WHAT IS IT LIKE TO BE A GIRL? What’s it like to feel like you belong in your own body? In the world? And have the world affirm you are who you feel you are? How different is the real world that I’ve never gotten to exist in as my real self?
You can even see me finally finding this out when my dysphoria started to lessen and things I’d always hated before, I could now enjoy and experience fully, in CONFIDENCE 2: INTO THE UNKNOWN aka WHAT IS HAPPENING aka A WHOLE NEW WORLD.
And you can see it in how much the lessening of dysphoria allowed me to experience things I’d never been able to before, and all the ways it’s enriched my life in FREEING UP MY BRAIN (lunch with Tilly).
When’s it my turn?
Okay LISTEN some of this really speaks for itself.
Wouldn’t I love, love to explore that shore up above
Out of the sea
Wish I could be
Part of that world
SOMEONE HELP ME ONTO SHORE, I’M DROWNING.
I finally feel like I AM part of your world. And that was about ME accepting myself as I am, and feeling like I fit in this world. And the changes I was able to make that lessened my dysphoria. But cis support and acceptance can be vital to helping trans people get there.
I think this song is a perfect storm, the music is wistful and hopeful but a little melancholy, the animation is stunning and Ariel’s expressions help you feel what she’s feeling, and Jodi Benson’s performance is so emotional. You can FEEL her longing. I can, anyway.
And believe it or don’t, but I can feel it in those last twenty seconds of the live-action teaser sung by Halle Bailey. When I see this movie I’m gonna be a teary wreck, probably for days.
The song was written by Howard Ashman and Alan Menken. Howard Ashman was queer, but there’s no evidence he was trans. Alan Menken by all accounts is a cisgender heterosexual man. But they certainly could have known trans people. Especially Ashman.
But the entire movie is based on the story by Hans Christian Andersen, who was most assuredly queer. Was he trans and just couldn’t be out or didn’t have the knowledge to understand that’s what he was? Again, see my thread on trans people in history. We don’t know.
I’ve not found anything to suggest he might’ve been trans, but I haven’t had time to do a deep research dive either.
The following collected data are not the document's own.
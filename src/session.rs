//! Per-session view state over an immutable respondent collection.
//!
//! The loaded collection is never modified. Filtering replaces the current
//! view (a list of positions into the collection) and applies the selection
//! policy: a single match is selected, anything else clears the selection.

use serde::Serialize;
use tracing::{error, info};

use crate::filter::{FilterCriteria, filter_indices};
use crate::loader::{Dataset, Header, LoadError, Location, Profile, RespondentRecord};
use crate::marker::{MarkerIcon, MarkerStyle};
use crate::scoring::ScoreCard;
use crate::spatial::{AreaCollection, TownStatsAggregator, TownStatsReport};
use crate::survey::SurveyRecord;

/// What the agent and the map see of one respondent.
#[derive(Debug, Clone, PartialEq, Serialize)]
#[serde(rename_all = "camelCase")]
pub struct RespondentSummary<'a> {
    pub location: Location,
    pub profile: &'a Profile,
    pub survey: &'a SurveyRecord,
    pub scores: ScoreCard,
    pub marker: MarkerStyle,
    pub icon: MarkerIcon,
}

impl<'a> RespondentSummary<'a> {
    pub fn new(record: &'a RespondentRecord) -> Self {
        let marker = MarkerStyle::for_profile(&record.profile);
        RespondentSummary {
            location: record.location,
            profile: &record.profile,
            survey: &record.survey,
            scores: ScoreCard::from_survey(&record.survey),
            marker,
            icon: marker.icon(),
        }
    }
}

#[derive(Debug, Clone, Default)]
pub struct SurveySession {
    header: Header,
    original: Vec<RespondentRecord>,
    view: Vec<usize>,
    selected: Option<usize>,
    highlighted_line: Option<String>,
}

impl SurveySession {
    pub fn new(dataset: Dataset) -> Self {
        let view = (0..dataset.respondents.len()).collect();
        SurveySession {
            header: dataset.header,
            original: dataset.respondents,
            view,
            selected: None,
            highlighted_line: None,
        }
    }

    /// A failed load becomes an empty session; the map simply shows nothing.
    pub fn from_load(result: Result<Dataset, LoadError>) -> Self {
        match result {
            Ok(dataset) => Self::new(dataset),
            Err(e) => {
                error!(error = %e, "Survey load failed, starting with no respondents");
                Self::default()
            }
        }
    }

    pub fn header(&self) -> &Header {
        &self.header
    }

    pub fn original(&self) -> &[RespondentRecord] {
        &self.original
    }

    pub fn view(&self) -> impl Iterator<Item = &RespondentRecord> {
        self.view.iter().map(|&i| &self.original[i])
    }

    pub fn view_len(&self) -> usize {
        self.view.len()
    }

    /// Replaces the current view with the matches of `criteria` over the
    /// full collection and returns the match count.
    pub fn apply_filter(&mut self, criteria: &FilterCriteria) -> usize {
        self.view = filter_indices(&self.original, criteria);
        self.selected = match self.view.as_slice() {
            [only] => Some(*only),
            _ => None,
        };
        info!(
            matched = self.view.len(),
            total = self.original.len(),
            reset = criteria.is_reset(),
            "Respondent filter applied"
        );
        self.view.len()
    }

    /// Selects the respondent at `position` in the current view (a marker click).
    pub fn select(&mut self, position: usize) -> Option<&RespondentRecord> {
        self.selected = self.view.get(position).copied();
        self.selected()
    }

    /// A click on empty map space.
    pub fn clear_selection(&mut self) {
        self.selected = None;
    }

    pub fn selected(&self) -> Option<&RespondentRecord> {
        self.selected.map(|i| &self.original[i])
    }

    pub fn selected_summary(&self) -> Option<RespondentSummary<'_>> {
        self.selected().map(RespondentSummary::new)
    }

    pub fn highlight_line(&mut self, layer: Option<String>) {
        self.highlighted_line = layer;
    }

    pub fn highlighted_line(&self) -> Option<&str> {
        self.highlighted_line.as_deref()
    }

    /// Area statistics over the current view.
    pub fn town_stats(&self, areas: &AreaCollection, attitude_threshold: f64) -> TownStatsReport {
        TownStatsAggregator::default()
            .with_threshold(attitude_threshold)
            .aggregate(areas, self.view())
    }
}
He wrote a lot of women leads… which doesn’t necessarily make him trans, but it could be indicative of him working through things, even subconsciously.
Even the Disney version is a massive trans allegory, but we don’t need to examine the whole movie because this one song distills the entire thing right down to its core. That’s why it hits me like an uppercut every single time I hear it. It’s the beating heart of the story.
So how much of this was intentional? Unknown. Maybe some of it, maybe none of it. Maybe it’s all chance. Maybe it’s just that the trans experience is a HUMAN experience so things like this happen sometimes.
But that doesn’t change its impact, or the way it speaks so very, very deeply to me and many trans people, and perfectly captures the pain and longing of dysphoria and wanting to be free of everything drowning us, so we can be present in the world as our true selves.
I want to go back in time and hug little Tilly and tell her it makes PERFECT sense why this song wrecked her. Why it ALWAYS would. Why something in this piece of music saw her heart and announced it to the world without her name on it. But she knew. In her heart, she knew.
Okay guess it’s time to build a time machine and cry for the next twenty years. Excuse me.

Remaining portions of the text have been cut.